Mankpad’ere s’oppose au démantèlement de la FDSP !

Lettre ouverte en réponse à la demande de rattachement de la filière de science politique à la Faculté de Sociologie et d’Anthropologie

La lettre au format PDFLa demande de rattachement au format PDF

A Lyon, le 28 juin 2010,

La filière de science politique, une des plus anciennes de France, regroupe des étudiants toujours plus nombreux, attirés par son approche multi-disciplinaire, et notamment orientée vers les sciences sociales, d’une discipline trop longtemps reléguée en option d’une filière droit ou bien circonscrite aux IEP.

Huit politistes de la Faculté de Droit et Science Politique ont pris l’initiative de demander le rattachement de la filière de science politique à la Faculté de Sociologie et d’Anthropologie du campus de Bron.

Mankpad’ere, l’association des étudiants de la Faculté de Droit et Science Politique est fortement liée à son sort. Nous souhaitons donc contribuer au débat, en réponse à l’invitation de l’Assemblée Générale des personnels administratifs, que nous remercions au passage pour l’attention.

Une telle démarche présente effectivement des intérêts manifestes : convergence cohérente de la science politique et des sciences sociales, création de M2 au sein même de l’Université Lyon 2, accès à des locaux potentiellement plus grands… et se retrouve donc appuyée par la faculté de Sociologie et d’Anthropologie.

Si nous ne remettons pas en cause les éléments positifs évoqués plus hauts, nous déplorons les effets négatifs qu’une telle décision pourrait avoir sur la filière. En effet, l’intérêt d’une telle mesure est plus que limité s’il ne s’agit que de s’aligner sur des standards anglo-saxons.

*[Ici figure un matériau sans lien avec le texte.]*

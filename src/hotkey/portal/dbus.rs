//! Session-bus side of the portal strategy, built on `zbus`.

use std::collections::HashMap;

use futures_util::StreamExt;
use tokio::sync::oneshot;
use tokio::task::JoinHandle;
use zbus::message::Type as MessageType;
use zbus::zvariant::{ObjectPath, OwnedObjectPath, OwnedValue, Value};
use zbus::{Connection, MatchRule, Message, MessageStream};

use super::{
    classify_error_name, new_token, request_path, PortalError, PortalEvent, PortalSession,
    PortalStep, DESTINATION, PORTAL_PATH, REQUEST_INTERFACE, SESSION_INTERFACE, SHORTCUTS_INTERFACE,
    SHORTCUT_DESCRIPTION, SHORTCUT_ID,
};
use crate::hotkey::{Binding, Signal, SignalKind, SignalSender, StrategyKind};

impl From<zbus::Error> for PortalError {
    fn from(e: zbus::Error) -> Self {
        match e {
            zbus::Error::MethodError(name, detail, _) => {
                classify_error_name(name.as_str(), detail.as_deref().unwrap_or(""))
            }
            zbus::Error::FDO(fdo) => match *fdo {
                zbus::fdo::Error::ServiceUnknown(m)
                | zbus::fdo::Error::NameHasNoOwner(m)
                | zbus::fdo::Error::UnknownInterface(m)
                | zbus::fdo::Error::UnknownMethod(m)
                | zbus::fdo::Error::UnknownObject(m) => PortalError::ServiceUnknown(m),
                other => PortalError::Negotiation(other.to_string()),
            },
            zbus::Error::InterfaceNotFound => {
                PortalError::ServiceUnknown("GlobalShortcuts interface not found".into())
            }
            other => PortalError::Negotiation(other.to_string()),
        }
    }
}

// ---------------------------------------------------------------------------
// PortalTask
// ---------------------------------------------------------------------------

/// Handle to a running negotiation task.
pub(super) struct PortalTask {
    shutdown: oneshot::Sender<()>,
    task: JoinHandle<()>,
}

impl PortalTask {
    pub(super) fn spawn(
        runtime: &tokio::runtime::Handle,
        binding: Binding,
        signals: SignalSender,
    ) -> Self {
        let (shutdown, shutdown_rx) = oneshot::channel();
        let task = runtime.spawn(run(binding, signals, shutdown_rx));
        Self { shutdown, task }
    }

    /// Ask the task to close the session and exit.  The task may already be
    /// gone; that is fine.  The returned handle finishes once the session is
    /// closed.
    pub(super) fn shutdown(self) -> JoinHandle<()> {
        let _ = self.shutdown.send(());
        self.task
    }
}

async fn run(binding: Binding, signals: SignalSender, mut shutdown: oneshot::Receiver<()>) {
    let send = |kind: SignalKind| {
        let _ = signals.send(Signal {
            generation: binding.generation,
            source: StrategyKind::Portal,
            kind,
        });
    };

    let conn = match Connection::session().await {
        Ok(conn) => conn,
        Err(e) => {
            let err = PortalError::ServiceUnknown(format!("session bus: {e}"));
            log::info!("[portal] {err}");
            send(SignalKind::Failed(err.into()));
            return;
        }
    };

    let mut session = PortalSession::default();
    let outcome = tokio::select! {
        result = negotiate(&conn, &binding, &mut session, &send) => Some(result),
        _ = &mut shutdown => None,
    };

    match outcome {
        None => log::debug!("[portal] shutdown requested"),
        Some(Ok(())) => {}
        Some(Err(err)) => send(SignalKind::Failed(err.into())),
    }

    close(&conn, &session).await;
}

/// Drive CreateSession → BindShortcuts → Activated/Deactivated until the
/// stream ends or an error occurs.
async fn negotiate(
    conn: &Connection,
    binding: &Binding,
    session: &mut PortalSession,
    send: &impl Fn(SignalKind),
) -> Result<(), PortalError> {
    // Subscribe before calling so no Response can slip past.
    let rule = MatchRule::builder()
        .msg_type(MessageType::Signal)
        .path_namespace(PORTAL_PATH)?
        .build();
    let mut stream = MessageStream::for_match_rule(rule, conn, None).await?;

    let sender = conn
        .unique_name()
        .map(|name| name.to_string())
        .unwrap_or_default();

    let handle_token = new_token();
    session.request_path = Some(request_path(&sender, &handle_token));
    let options: HashMap<&str, Value<'_>> = HashMap::from([
        ("handle_token", Value::from(handle_token.as_str())),
        ("session_handle_token", Value::from(new_token())),
    ]);
    let reply = conn
        .call_method(
            Some(DESTINATION),
            PORTAL_PATH,
            Some(SHORTCUTS_INTERFACE),
            "CreateSession",
            &(options,),
        )
        .await?;
    if let Ok(path) = reply.body().deserialize::<OwnedObjectPath>() {
        session.request_path = Some(path.to_string());
    }

    while let Some(msg) = stream.next().await {
        let Some(event) = decode(&msg?) else {
            continue;
        };
        match session.apply(event)? {
            PortalStep::Bind { session_path } => {
                bind_shortcuts(conn, binding, session, &sender, &session_path).await?;
            }
            PortalStep::Ready => {
                log::info!("[portal] {} bound", binding.accelerator);
                send(SignalKind::Ready);
            }
            PortalStep::Edge(edge) => {
                log::trace!("[portal] {edge:?}");
                send(SignalKind::Edge(edge));
            }
            PortalStep::Ignore => {}
        }
    }

    Err(PortalError::Negotiation("portal signal stream ended".into()))
}

async fn bind_shortcuts(
    conn: &Connection,
    binding: &Binding,
    session: &mut PortalSession,
    sender: &str,
    session_path: &str,
) -> Result<(), PortalError> {
    let handle_token = new_token();
    session.request_path = Some(request_path(sender, &handle_token));

    let trigger = binding.accelerator.to_portal_trigger();
    let descriptor: HashMap<&str, Value<'_>> = HashMap::from([
        ("description", Value::from(SHORTCUT_DESCRIPTION)),
        ("preferred_trigger", Value::from(trigger.as_str())),
    ]);
    let options: HashMap<&str, Value<'_>> =
        HashMap::from([("handle_token", Value::from(handle_token.as_str()))]);
    let session_handle = ObjectPath::try_from(session_path).map_err(zbus::Error::from)?;

    let reply = conn
        .call_method(
            Some(DESTINATION),
            PORTAL_PATH,
            Some(SHORTCUTS_INTERFACE),
            "BindShortcuts",
            &(session_handle, vec![(SHORTCUT_ID, descriptor)], "", options),
        )
        .await?;
    if let Ok(path) = reply.body().deserialize::<OwnedObjectPath>() {
        session.request_path = Some(path.to_string());
    }
    Ok(())
}

/// Best-effort release of whatever the negotiation left behind.  Failures
/// are logged and never propagated.
async fn close(conn: &Connection, session: &PortalSession) {
    let targets = [
        (session.request_path.as_deref(), REQUEST_INTERFACE),
        (session.session_path.as_deref(), SESSION_INTERFACE),
    ];
    for (path, interface) in targets {
        let Some(path) = path else { continue };
        let result = conn
            .call_method(Some(DESTINATION), path, Some(interface), "Close", &())
            .await;
        if let Err(e) = result {
            log::warn!("[portal] {interface}.Close on {path} failed: {e}");
        }
    }
}

// ---------------------------------------------------------------------------
// Decoding
// ---------------------------------------------------------------------------

fn decode(msg: &Message) -> Option<PortalEvent> {
    let header = msg.header();
    let member = header.member()?.as_str().to_string();
    let path = header.path()?.as_str().to_string();

    let event = match member.as_str() {
        "Response" => {
            let (code, results): (u32, HashMap<String, OwnedValue>) =
                msg.body().deserialize().ok()?;
            let session_handle = results.get("session_handle").and_then(|v| match &**v {
                Value::Str(s) => Some(s.as_str().to_string()),
                Value::ObjectPath(p) => Some(p.as_str().to_string()),
                _ => None,
            });
            PortalEvent::Response {
                request_path: path,
                code,
                session_handle,
            }
        }
        "Activated" | "Deactivated" => {
            let (session_path, shortcut_id, _timestamp, _options): (
                OwnedObjectPath,
                String,
                u64,
                HashMap<String, OwnedValue>,
            ) = msg.body().deserialize().ok()?;
            let session_path = session_path.to_string();
            if member == "Activated" {
                PortalEvent::Activated {
                    session_path,
                    shortcut_id,
                }
            } else {
                PortalEvent::Deactivated {
                    session_path,
                    shortcut_id,
                }
            }
        }
        _ => return None,
    };
    Some(event)
}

En effet, un rattachement à la filière de droit présente plusieurs avantages reconnus.

Tout d’abord, la licence bidisciplinaire droit et science politique, par exemple, est bien reconnue et permet d’obtenir un diplôme réputé sur le marché professionnel. En effet, mise en place depuis quatre ans, elle a permis d’associer la rigueur du droit avec la richesse spirituelle de la science politique. Cette licence représente aujourd’hui un atout considérable pour nos études et notre métier de demain. Une séparation des deux filières entraînerait un retour en arrière dommageable pour ce projet ambitieux et tellement bénéfique pour les étudiants, de science politique comme de droit.

Ensuite, comme évoqué précédemment, ces deux enseignements gagnent en richesse lorsqu’ils sont étudiés conjointement. La filière de droit bénéficie notamment de la présence de politistes actifs et reconnus au sein de la Faculté en permettant une approche différente et intéressante, ce qui se traduit également par un attrait  non négligeable pour la filière de Droit de Lyon 2.

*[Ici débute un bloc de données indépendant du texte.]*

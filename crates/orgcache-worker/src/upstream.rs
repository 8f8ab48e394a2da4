//! HTTP adapter for the authoritative organization query service.
//!
//! - `GET {base}/api/v1/organization-units?first=&offset=&search=`
//! - `GET {base}/api/v1/organization-units/{code}` (404 is `None`)
//! - `GET {base}/api/v1/organization-units/stats` (404 is `None`)
//!
//! Every request carries the tenant id in the configured header.

use async_trait::async_trait;
use reqwest::{Client, Response, StatusCode, Url};
use serde::de::DeserializeOwned;
use uuid::Uuid;

use orgcache_core::config::worker::UpstreamConfig;
use orgcache_core::error::{AppError, ErrorKind};
use orgcache_core::result::AppResult;
use orgcache_core::traits::OrganizationQuery;
use orgcache_core::types::{Organization, OrganizationStats, QueryParams};

const RESOURCE: &str = "api/v1/organization-units";

#[derive(Debug, Clone)]
pub struct HttpOrganizationQuery {
    client: Client,
    base_url: Url,
    tenant_header: String,
}

impl HttpOrganizationQuery {
    pub fn new(config: &UpstreamConfig) -> AppResult<Self> {
        // A trailing slash keeps `join` from replacing the last path segment.
        let base = format!("{}/", config.base_url.trim_end_matches('/'));
        let base_url = Url::parse(&base).map_err(|e| {
            AppError::with_source(
                ErrorKind::Configuration,
                format!("Invalid upstream.base_url '{}'", config.base_url),
                e,
            )
        })?;
        let client = Client::builder().build().map_err(|e| {
            AppError::with_source(ErrorKind::Configuration, "Failed to build HTTP client", e)
        })?;

        Ok(Self {
            client,
            base_url,
            tenant_header: config.tenant_header.clone(),
        })
    }

    /// URL of a resource path below the organization units collection.
    fn url(&self, path: &[&str]) -> AppResult<Url> {
        let mut url = self
            .base_url
            .join(RESOURCE)
            .map_err(|e| AppError::with_source(ErrorKind::Internal, "Bad upstream URL", e))?;
        {
            let mut segments = url
                .path_segments_mut()
                .map_err(|()| AppError::internal("upstream.base_url cannot be a base"))?;
            segments.extend(path);
        }
        Ok(url)
    }

    async fn fetch(&self, tenant_id: Uuid, url: Url) -> AppResult<Response> {
        self.client
            .get(url)
            .header(self.tenant_header.as_str(), tenant_id.to_string())
            .send()
            .await
            .map_err(|e| {
                AppError::with_source(ErrorKind::ExternalService, "Query service unreachable", e)
            })
    }

    /// Decode a success body; 404 maps to `None`.
    async fn parse_optional<T: DeserializeOwned>(response: Response) -> AppResult<Option<T>> {
        if response.status() == StatusCode::NOT_FOUND {
            return Ok(None);
        }
        Self::parse(response).await.map(Some)
    }

    async fn parse<T: DeserializeOwned>(response: Response) -> AppResult<T> {
        let status = response.status();
        if !status.is_success() {
            let body = response.text().await.unwrap_or_default();
            return Err(AppError::external_service(format!(
                "Query service returned HTTP {}: {}",
                status.as_u16(),
                body.chars().take(200).collect::<String>()
            )));
        }
        response.json::<T>().await.map_err(|e| {
            AppError::with_source(ErrorKind::ExternalService, "Malformed query service response", e)
        })
    }
}

#[async_trait]
impl OrganizationQuery for HttpOrganizationQuery {
    async fn get_organizations(
        &self,
        tenant_id: Uuid,
        params: &QueryParams,
    ) -> AppResult<Vec<Organization>> {
        let mut url = self.url(&[])?;
        {
            let mut query = url.query_pairs_mut();
            query
                .append_pair("first", &params.first.to_string())
                .append_pair("offset", &params.offset.to_string());
            if !params.search_text.is_empty() {
                query.append_pair("search", &params.search_text);
            }
        }
        let response = self.fetch(tenant_id, url).await?;
        Self::parse(response).await
    }

    async fn get_organization(
        &self,
        tenant_id: Uuid,
        code: &str,
    ) -> AppResult<Option<Organization>> {
        let response = self.fetch(tenant_id, self.url(&[code])?).await?;
        Self::parse_optional(response).await
    }

    async fn get_organization_stats(&self, tenant_id: Uuid) -> AppResult<Option<OrganizationStats>> {
        let response = self.fetch(tenant_id, self.url(&["stats"])?).await?;
        Self::parse_optional(response).await
    }
}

Nous ne souhaitons pas cependant remettre en cause l’idée intéressante d’éventuels M2 proposés au sein de l’Université Lyon 2. Cependant, il faut relever que la possibilité d’accéder à des enseignements extérieurs par le biais d’accords, notamment à l’ENS et l’IEP, permet un panel de cours plus important, et donc une composition d’un cursus personnalisé qui est un atout considérable pour les étudiants. C’est également la possibilité de créer des profils hétérogènes qui donnent une plus-value essentielle à la formation, et garantit également un accès plus avantageux aux enseignements de troisième cycle.

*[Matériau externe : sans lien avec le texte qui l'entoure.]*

//! Background worker, CDC source, and upstream configuration.

use std::time::Duration;

use serde::{Deserialize, Serialize};

/// Periodic maintenance job configuration.
#[derive(Debug, Clone, Serialize, Deserialize)]
pub struct WorkerConfig {
    /// Interval in seconds between stats snapshots in the log (0 disables it).
    #[serde(default = "default_health_interval")]
    pub health_interval_seconds: u64,
    /// Interval in seconds between consistency audits (0 disables it).
    #[serde(default = "default_audit_interval")]
    pub audit_interval_seconds: u64,
    /// Number of L1 keys sampled per audit.
    #[serde(default = "default_audit_sample")]
    pub audit_sample_size: usize,
    /// Grace period in seconds for background tasks during shutdown.
    #[serde(default = "default_shutdown_grace")]
    pub shutdown_grace_seconds: u64,
}

impl Default for WorkerConfig {
    fn default() -> Self {
        Self {
            health_interval_seconds: default_health_interval(),
            audit_interval_seconds: default_audit_interval(),
            audit_sample_size: default_audit_sample(),
            shutdown_grace_seconds: default_shutdown_grace(),
        }
    }
}

/// Change-data-capture source configuration.
#[derive(Debug, Clone, Serialize, Deserialize)]
pub struct CdcConfig {
    /// Whether the pub/sub consumer is started.
    #[serde(default = "default_true")]
    pub enabled: bool,
    /// Redis URL of the pub/sub server carrying change events.
    #[serde(default = "default_cdc_url")]
    pub url: String,
    /// Channel the write path publishes organization changes on.
    #[serde(default = "default_channel")]
    pub channel: String,
    /// Delay in seconds before reconnecting after the subscription drops.
    #[serde(default = "default_reconnect_delay")]
    pub reconnect_delay_seconds: u64,
}

impl CdcConfig {
    /// Reconnect back-off.
    pub fn reconnect_delay(&self) -> Duration {
        Duration::from_secs(self.reconnect_delay_seconds)
    }
}

impl Default for CdcConfig {
    fn default() -> Self {
        Self {
            enabled: true,
            url: default_cdc_url(),
            channel: default_channel(),
            reconnect_delay_seconds: default_reconnect_delay(),
        }
    }
}

/// Authoritative organization query service.
#[derive(Debug, Clone, Serialize, Deserialize)]
pub struct UpstreamConfig {
    /// Base URL of the query service.
    #[serde(default = "default_upstream_url")]
    pub base_url: String,
    /// Header carrying the tenant id.
    #[serde(default = "default_tenant_header")]
    pub tenant_header: String,
}

impl Default for UpstreamConfig {
    fn default() -> Self {
        Self {
            base_url: default_upstream_url(),
            tenant_header: default_tenant_header(),
        }
    }
}

fn default_true() -> bool {
    true
}

fn default_health_interval() -> u64 {
    30
}

fn default_audit_interval() -> u64 {
    300
}

fn default_audit_sample() -> usize {
    50
}

fn default_shutdown_grace() -> u64 {
    15
}

fn default_cdc_url() -> String {
    "redis://localhost:6379".to_string()
}

fn default_channel() -> String {
    "organization_db.public.organization_units".to_string()
}

fn default_reconnect_delay() -> u64 {
    5
}

fn default_upstream_url() -> String {
    "http://localhost:8090".to_string()
}

fn default_tenant_header() -> String {
    "X-Tenant-ID".to_string()
}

Sans même parler de l’état déplorable des locaux de Bron faute de considération satisfaisante, la séparation des filières droit et science politique va engendrer des changements importants dans l’organisation de ce cursus, du fait de l’éloignement des deux campus. Ces deux filières faisant l’objet de nombreux cours communs, que nous ne souhaitons pas voir disparaître, il paraît plus qu’inadapté de les répartir sur deux campus différents. Ainsi, peu d’étudiants seront en mesure de choisir ces deux filières dès la première année, sans parler de la difficulté de choisir la licence bidisciplinaire droit et science politique par la suite, ce qui la condamnera à coup sûr malgré le grand intérêt et la forte originalité que représente cette formation.

De plus, les ouvrages de droit et de science politique ont été rassemblés au sein de la toute récente bibliothèque Chevreul – qui a fait l’objet de travaux de longue haleine il y a peu de temps – et un nouveau déménagement entrainerait nécessairement diverses difficultés d’organisation, tant pour les étudiants que pour l’administration.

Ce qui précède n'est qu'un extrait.